Exercise: In the data below, find the line containing "filename crates/tilesmith-service/src/coalesce.rs", then set down that line and every later line up to and including the line containing "use parking_lot::Mutex;", exactly.

Dataset extract:
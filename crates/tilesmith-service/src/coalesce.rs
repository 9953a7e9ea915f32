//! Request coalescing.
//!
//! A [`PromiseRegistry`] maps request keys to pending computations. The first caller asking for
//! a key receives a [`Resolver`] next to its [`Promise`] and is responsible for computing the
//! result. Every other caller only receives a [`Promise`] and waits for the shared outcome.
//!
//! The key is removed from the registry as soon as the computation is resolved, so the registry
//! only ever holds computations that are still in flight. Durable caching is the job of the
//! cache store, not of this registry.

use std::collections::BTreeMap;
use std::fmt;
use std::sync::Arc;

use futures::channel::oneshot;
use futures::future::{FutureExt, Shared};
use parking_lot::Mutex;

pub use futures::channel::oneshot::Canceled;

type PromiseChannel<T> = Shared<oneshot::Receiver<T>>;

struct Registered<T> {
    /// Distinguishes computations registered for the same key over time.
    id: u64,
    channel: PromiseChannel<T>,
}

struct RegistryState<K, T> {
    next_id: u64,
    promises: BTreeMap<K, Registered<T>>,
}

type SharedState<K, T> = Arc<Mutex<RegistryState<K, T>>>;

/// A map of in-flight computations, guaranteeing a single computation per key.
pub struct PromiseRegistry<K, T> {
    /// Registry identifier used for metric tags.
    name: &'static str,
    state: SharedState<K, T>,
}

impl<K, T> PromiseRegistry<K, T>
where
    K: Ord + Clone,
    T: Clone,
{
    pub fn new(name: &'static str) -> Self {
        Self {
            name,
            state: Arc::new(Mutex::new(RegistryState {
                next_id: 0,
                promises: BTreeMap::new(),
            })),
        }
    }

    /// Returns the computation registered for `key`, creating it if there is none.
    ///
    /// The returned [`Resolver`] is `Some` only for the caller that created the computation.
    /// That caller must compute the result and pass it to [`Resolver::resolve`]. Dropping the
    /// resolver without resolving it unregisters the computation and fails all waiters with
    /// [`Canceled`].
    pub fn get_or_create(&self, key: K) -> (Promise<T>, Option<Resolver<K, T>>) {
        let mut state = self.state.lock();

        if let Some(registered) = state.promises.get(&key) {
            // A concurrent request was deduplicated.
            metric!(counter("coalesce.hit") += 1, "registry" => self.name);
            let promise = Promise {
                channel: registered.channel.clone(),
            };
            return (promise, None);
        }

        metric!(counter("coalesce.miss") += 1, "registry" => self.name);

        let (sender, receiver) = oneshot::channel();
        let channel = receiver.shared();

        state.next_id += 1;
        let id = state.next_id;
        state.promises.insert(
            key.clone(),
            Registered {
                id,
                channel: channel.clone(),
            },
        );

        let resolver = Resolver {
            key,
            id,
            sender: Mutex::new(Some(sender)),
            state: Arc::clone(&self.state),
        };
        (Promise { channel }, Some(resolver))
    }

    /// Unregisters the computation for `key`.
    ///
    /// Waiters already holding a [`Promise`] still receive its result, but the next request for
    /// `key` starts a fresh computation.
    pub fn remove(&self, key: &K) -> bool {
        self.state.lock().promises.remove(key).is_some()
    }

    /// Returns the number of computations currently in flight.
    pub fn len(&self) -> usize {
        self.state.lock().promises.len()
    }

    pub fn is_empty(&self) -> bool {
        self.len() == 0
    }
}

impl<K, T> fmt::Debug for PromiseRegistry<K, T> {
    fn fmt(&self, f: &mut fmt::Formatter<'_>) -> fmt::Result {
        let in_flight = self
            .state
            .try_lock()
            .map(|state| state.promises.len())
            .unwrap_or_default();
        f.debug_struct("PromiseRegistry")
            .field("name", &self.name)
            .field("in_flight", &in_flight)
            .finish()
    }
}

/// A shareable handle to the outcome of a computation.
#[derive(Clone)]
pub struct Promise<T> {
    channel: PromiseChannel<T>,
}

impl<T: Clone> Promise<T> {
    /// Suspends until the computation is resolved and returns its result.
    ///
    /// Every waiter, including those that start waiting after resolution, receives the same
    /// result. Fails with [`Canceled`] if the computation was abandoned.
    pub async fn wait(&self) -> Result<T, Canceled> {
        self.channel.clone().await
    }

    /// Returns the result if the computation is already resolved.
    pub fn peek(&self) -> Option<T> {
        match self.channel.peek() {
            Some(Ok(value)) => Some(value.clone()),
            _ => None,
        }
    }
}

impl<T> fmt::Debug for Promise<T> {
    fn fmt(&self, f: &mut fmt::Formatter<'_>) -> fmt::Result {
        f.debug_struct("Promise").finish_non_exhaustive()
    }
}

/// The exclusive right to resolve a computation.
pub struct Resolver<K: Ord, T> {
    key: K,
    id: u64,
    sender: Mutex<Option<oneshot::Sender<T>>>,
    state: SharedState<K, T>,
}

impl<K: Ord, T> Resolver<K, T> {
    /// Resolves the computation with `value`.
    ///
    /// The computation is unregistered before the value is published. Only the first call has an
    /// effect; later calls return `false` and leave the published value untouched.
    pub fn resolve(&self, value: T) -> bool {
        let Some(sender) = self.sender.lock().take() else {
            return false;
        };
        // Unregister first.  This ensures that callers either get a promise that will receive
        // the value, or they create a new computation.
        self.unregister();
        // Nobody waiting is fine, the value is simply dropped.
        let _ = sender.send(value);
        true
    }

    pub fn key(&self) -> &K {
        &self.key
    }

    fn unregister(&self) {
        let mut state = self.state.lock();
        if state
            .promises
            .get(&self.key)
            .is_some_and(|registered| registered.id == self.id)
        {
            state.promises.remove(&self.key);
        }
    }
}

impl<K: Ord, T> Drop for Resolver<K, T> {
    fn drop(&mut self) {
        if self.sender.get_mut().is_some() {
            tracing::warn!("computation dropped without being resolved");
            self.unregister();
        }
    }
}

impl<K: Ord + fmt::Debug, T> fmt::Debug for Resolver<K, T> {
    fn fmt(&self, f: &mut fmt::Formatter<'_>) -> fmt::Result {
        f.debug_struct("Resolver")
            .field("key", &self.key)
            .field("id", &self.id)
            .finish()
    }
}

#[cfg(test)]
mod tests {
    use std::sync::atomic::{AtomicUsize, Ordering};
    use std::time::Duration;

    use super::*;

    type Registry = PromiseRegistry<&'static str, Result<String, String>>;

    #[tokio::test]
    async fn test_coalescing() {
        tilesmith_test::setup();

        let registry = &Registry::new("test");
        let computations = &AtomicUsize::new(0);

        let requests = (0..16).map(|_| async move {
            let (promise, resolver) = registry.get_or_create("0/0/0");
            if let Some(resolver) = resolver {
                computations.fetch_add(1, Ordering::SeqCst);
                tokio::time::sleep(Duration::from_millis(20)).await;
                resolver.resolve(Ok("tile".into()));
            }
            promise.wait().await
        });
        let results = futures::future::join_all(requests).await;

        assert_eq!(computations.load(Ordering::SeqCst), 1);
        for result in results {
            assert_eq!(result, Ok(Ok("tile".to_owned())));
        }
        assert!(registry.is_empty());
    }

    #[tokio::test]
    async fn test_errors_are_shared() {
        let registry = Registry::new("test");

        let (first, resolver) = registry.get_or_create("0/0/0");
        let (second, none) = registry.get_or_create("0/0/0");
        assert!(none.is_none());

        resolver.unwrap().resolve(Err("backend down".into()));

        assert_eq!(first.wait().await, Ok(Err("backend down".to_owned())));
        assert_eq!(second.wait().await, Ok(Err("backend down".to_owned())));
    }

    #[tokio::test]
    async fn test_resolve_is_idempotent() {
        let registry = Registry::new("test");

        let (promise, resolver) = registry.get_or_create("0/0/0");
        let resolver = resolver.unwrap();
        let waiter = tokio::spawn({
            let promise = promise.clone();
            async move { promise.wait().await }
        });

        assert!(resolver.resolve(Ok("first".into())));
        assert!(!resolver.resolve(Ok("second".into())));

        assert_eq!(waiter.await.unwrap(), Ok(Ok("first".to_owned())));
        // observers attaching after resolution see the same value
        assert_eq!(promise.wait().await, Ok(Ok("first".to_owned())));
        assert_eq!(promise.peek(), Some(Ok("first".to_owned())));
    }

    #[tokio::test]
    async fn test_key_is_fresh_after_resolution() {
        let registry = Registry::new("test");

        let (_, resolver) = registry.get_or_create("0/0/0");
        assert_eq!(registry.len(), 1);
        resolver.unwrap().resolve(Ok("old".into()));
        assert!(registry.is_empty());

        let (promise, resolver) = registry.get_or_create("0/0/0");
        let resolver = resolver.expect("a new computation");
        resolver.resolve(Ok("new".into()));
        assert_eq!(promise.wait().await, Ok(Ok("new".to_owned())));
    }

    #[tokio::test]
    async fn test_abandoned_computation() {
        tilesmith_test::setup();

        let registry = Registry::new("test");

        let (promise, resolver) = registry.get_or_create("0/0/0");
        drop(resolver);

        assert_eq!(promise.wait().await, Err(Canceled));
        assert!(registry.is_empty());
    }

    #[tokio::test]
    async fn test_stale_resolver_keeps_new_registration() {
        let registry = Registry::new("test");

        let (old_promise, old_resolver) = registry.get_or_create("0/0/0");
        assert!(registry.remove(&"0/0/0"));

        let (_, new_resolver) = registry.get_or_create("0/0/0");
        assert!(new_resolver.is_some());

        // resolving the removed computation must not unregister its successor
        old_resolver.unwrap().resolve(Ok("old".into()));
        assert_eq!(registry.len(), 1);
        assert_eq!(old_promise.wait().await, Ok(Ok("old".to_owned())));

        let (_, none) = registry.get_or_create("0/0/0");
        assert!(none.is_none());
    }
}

---

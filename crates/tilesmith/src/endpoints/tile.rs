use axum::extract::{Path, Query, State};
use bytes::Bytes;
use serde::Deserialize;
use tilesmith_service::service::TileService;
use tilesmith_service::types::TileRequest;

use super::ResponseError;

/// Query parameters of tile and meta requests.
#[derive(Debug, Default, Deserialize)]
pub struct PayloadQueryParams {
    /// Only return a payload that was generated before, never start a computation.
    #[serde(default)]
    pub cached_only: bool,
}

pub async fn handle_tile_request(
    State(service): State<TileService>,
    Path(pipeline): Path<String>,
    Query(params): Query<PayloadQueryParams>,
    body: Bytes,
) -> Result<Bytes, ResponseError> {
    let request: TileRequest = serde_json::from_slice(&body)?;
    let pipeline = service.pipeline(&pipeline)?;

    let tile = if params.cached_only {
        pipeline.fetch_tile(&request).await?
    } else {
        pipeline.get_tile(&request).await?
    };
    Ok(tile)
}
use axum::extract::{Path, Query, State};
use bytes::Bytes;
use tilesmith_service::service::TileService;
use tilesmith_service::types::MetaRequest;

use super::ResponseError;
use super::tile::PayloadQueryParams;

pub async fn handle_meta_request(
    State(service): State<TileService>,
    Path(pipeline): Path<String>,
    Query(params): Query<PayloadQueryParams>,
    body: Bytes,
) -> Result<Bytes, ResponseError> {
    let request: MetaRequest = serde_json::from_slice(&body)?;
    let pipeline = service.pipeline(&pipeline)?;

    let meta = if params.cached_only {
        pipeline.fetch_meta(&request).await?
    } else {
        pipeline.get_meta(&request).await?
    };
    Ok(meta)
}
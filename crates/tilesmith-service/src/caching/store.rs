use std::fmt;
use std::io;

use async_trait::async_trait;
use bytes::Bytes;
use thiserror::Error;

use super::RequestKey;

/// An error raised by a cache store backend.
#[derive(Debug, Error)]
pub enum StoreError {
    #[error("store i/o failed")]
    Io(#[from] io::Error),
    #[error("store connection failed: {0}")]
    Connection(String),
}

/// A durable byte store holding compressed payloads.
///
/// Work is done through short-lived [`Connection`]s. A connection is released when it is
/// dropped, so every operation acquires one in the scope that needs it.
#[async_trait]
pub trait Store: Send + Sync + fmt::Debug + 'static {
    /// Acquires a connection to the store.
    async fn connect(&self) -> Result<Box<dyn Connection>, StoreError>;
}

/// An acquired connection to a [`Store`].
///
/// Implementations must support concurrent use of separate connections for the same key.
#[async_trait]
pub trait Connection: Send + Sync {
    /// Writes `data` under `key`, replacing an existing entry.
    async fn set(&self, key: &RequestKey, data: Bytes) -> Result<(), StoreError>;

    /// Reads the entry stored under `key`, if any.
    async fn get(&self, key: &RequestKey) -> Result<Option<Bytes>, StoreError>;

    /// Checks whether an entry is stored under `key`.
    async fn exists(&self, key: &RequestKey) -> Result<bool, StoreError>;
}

Completed exercise:
filename crates/tilesmith-service/src/coalesce.rs
repository 9953a7e9ea915f32
//! Request coalescing.
//!
//! A [`PromiseRegistry`] maps request keys to pending computations. The first caller asking for
//! a key receives a [`Resolver`] next to its [`Promise`] and is responsible for computing the
//! result. Every other caller only receives a [`Promise`] and waits for the shared outcome.
//!
//! The key is removed from the registry as soon as the computation is resolved, so the registry
//! only ever holds computations that are still in flight. Durable caching is the job of the
//! cache store, not of this registry.

use std::collections::BTreeMap;
use std::fmt;
use std::sync::Arc;

use futures::channel::oneshot;
use futures::future::{FutureExt, Shared};
use parking_lot::Mutex;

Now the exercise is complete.